Dr. Derek Raghavan, president of the Levine Cancer Institute at Atrium Health, and host Dr. John Sweetenham, of the UT Southwestern Harold C. Simmons Comprehensive Cancer Center, predict the challenges oncologists will grapple with in 2023, including the cost-benefit of new treatments, how to retain the best talent, prioritizing health equity, and the future of home infusion for patients with cancer.
Dr. John Sweetenham: Hello, I'm John Sweetenham, the associate director for Clinical Affairs at UT Southwestern's Harold C. Simmons Comprehensive Cancer Center, and host of the ASCO Daily News podcast.
Today, I'm excited to welcome back Dr. Derek Raghavan, President of the Levine Cancer Institute at Atrium Health. And we'll be discussing some of the challenges that we anticipate are going to lie ahead for the oncology community in 2023.
Our full disclosures are available in the transcript of this episode, and disclosures relating to all episodes of the ASCO Daily News podcast are available on our transcripts at: asco.org/podcasts.
Derek, great to have you back on the podcast again today.
Dr. Derek Raghavan: Thanks, John. Great to be back with you.
Dr. John Sweetenham: One of the issues that we believe is going to be a challenge for us in the oncology world during the coming year that you and I have discussed on a previous podcast is this issue of cost benefits of new therapies in oncology, and the need to compare new treatments against old established standard of care treatments, rather than against the most recent new treatment preceding the one that we have now if you see what I'm saying. This is clearly going to be an ongoing concern.
Why do you think we should be thinking about cost benefits of new treatments? And clearly, I think we'd all agree that this matters, but I think maybe you could expand a little on why you think it is truly important that we kind of go back and make sure we're comparing these drugs with the more established standards of care.
Dr. Derek Raghavan: You know, I think this is sort of a metaphor of modern oncology, John, because it brings in so many elements. As you've implied, the cost of cancer care and not just cancer care, I mean it's all medical care just going through the roof, and unfortunately, it's happening most particularly in the United States. And whether that's just because here the pharmaceutical industry and government seem to have a very tight relationship, or whether there's some other explanation that is not clear, but I would make the comment that a lot of the newer treatments that are horrendously expensive in the United States, may be purchased for half the cost or less in other OECD countries.
And that suggests that at some regulatory level, one of the parameters is a little off in the United States. And the reason that this is such a big deal is that it ultimately is hitting patients very hard. I think everyone has agreed, and we've discussed it in some detail in the past, everyone is identifying financial toxicity as becoming one of the governing toxicities of cancer care, and we've talked about strategies of dealing with that.

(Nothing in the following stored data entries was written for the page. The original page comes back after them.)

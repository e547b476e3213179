// src/state.rs
use std::sync::Arc;

use crate::services::chatbot::ReplyMode;

pub type SharedState = Arc<AppState>;

#[derive(Debug, Clone)]
pub struct AppState {
    pub mode: ReplyMode,
}

impl AppState {
    pub fn new(mode: ReplyMode) -> Self {
        Self { mode }
    }
}
use axum::{
    Json,
    extract::{State, rejection::JsonRejection},
};
use serde_json::Value;

use crate::{
    error::AppError,
    message::{ChatRequest, ChatResponse},
    services::chatbot::{ReplyMode, generate_reply},
    state::SharedState,
};

pub async fn chat_handler(
    State(state): State<SharedState>,
    payload: Result<Json<Value>, JsonRejection>,
) -> Result<Json<ChatResponse>, AppError> {
    let Json(body) = payload?;

    // Logged as received, before field validation.
    if state.mode == ReplyMode::Echo {
        tracing::info!(%body, "chat request");
    }

    let request = ChatRequest::try_from(body)?;
    let reply = generate_reply(state.mode, &request.message);
    tracing::debug!(mode = %state.mode, chars = request.message.chars().count(), "reply generated");

    Ok(Json(ChatResponse { reply }))
}
// src/message.rs
use serde::{Deserialize, Serialize};
use serde_json::Value;

use crate::error::AppError;

#[derive(Debug, Default, Deserialize)]
#[serde(rename_all = "camelCase")]
pub struct ChatRequest {
    #[serde(default)]
    pub message: String,
    // Any JSON shape is accepted; replies never depend on it.
    #[serde(default)]
    pub previous_chat: Value,
}

impl TryFrom<Value> for ChatRequest {
    type Error = AppError;

    /// Only JSON objects are accepted. Serde would otherwise read a
    /// JSON array positionally into the struct fields.
    fn try_from(body: Value) -> Result<Self, Self::Error> {
        if !body.is_object() {
            return Err(AppError::BadRequest(
                "Request body must be a JSON object".to_string(),
            ));
        }
        serde_json::from_value(body).map_err(|e| AppError::BadRequest(e.to_string()))
    }
}

#[derive(Debug, Deserialize, Serialize, PartialEq, Eq)]
pub struct ChatResponse {
    pub reply: String,
}
// src/server.rs
use std::{future::Future, sync::Arc};

use anyhow::Context;
use tokio::net::TcpListener;

use crate::{config::ServerConfig, routes, services::chatbot::ReplyMode, state::AppState};

/// Binds the configured address. Port 0 asks the OS for a free port; read
/// the result back from `local_addr`.
pub async fn bind(config: &ServerConfig) -> anyhow::Result<TcpListener> {
    let addr = config.addr();
    TcpListener::bind(addr)
        .await
        .with_context(|| format!("failed to bind {addr}"))
}

/// Serves the chat routes on `listener` until `shutdown` resolves.
pub async fn serve<F>(listener: TcpListener, mode: ReplyMode, shutdown: F) -> anyhow::Result<()>
where
    F: Future<Output = ()> + Send + 'static,
{
    let addr = listener.local_addr().context("listener has no local address")?;
    let state = Arc::new(AppState::new(mode));
    let app = routes::create_router().with_state(state);

    // Launchers scan stdout for this exact line to learn the port.
    println!("Server starting on port {}", addr.port());
    tracing::info!(%addr, %mode, "chat server listening");

    axum::serve(listener, app)
        .with_graceful_shutdown(shutdown)
        .await
        .context("server error")?;

    tracing::info!("server stopped");
    Ok(())
}

pub async fn run(config: ServerConfig) -> anyhow::Result<()> {
    let listener = bind(&config).await?;
    serve(listener, config.mode, shutdown_signal()).await
}

/// Wait for Ctrl+C or SIGTERM.
pub async fn shutdown_signal() {
    let ctrl_c = async {
        tokio::signal::ctrl_c()
            .await
            .expect("failed to install Ctrl+C handler");
    };

    #[cfg(unix)]
    let terminate = async {
        tokio::signal::unix::signal(tokio::signal::unix::SignalKind::terminate())
            .expect("failed to install SIGTERM handler")
            .recv()
            .await;
    };

    #[cfg(not(unix))]
    let terminate = std::future::pending::<()>();

    tokio::select! {
        _ = ctrl_c => {},
        _ = terminate => {},
    }
    tracing::info!("shutdown signal received");
}
pub mod chatbot;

As you implied, you know, we have this sort of tendency to think that anything new is wonderful, and anything old is terrible. And often, that's true. But I think the problem is that often, we will test the brand new agent of today with last year's brand new agent, which hasn't necessarily been fully tested at the time. So, if you think about prostate cancer, you know, the Michael Hofman group tested against cabazitaxel, and I'm not quite sure why cabazitaxel suddenly became the only drug to use second-line in prostate cancer.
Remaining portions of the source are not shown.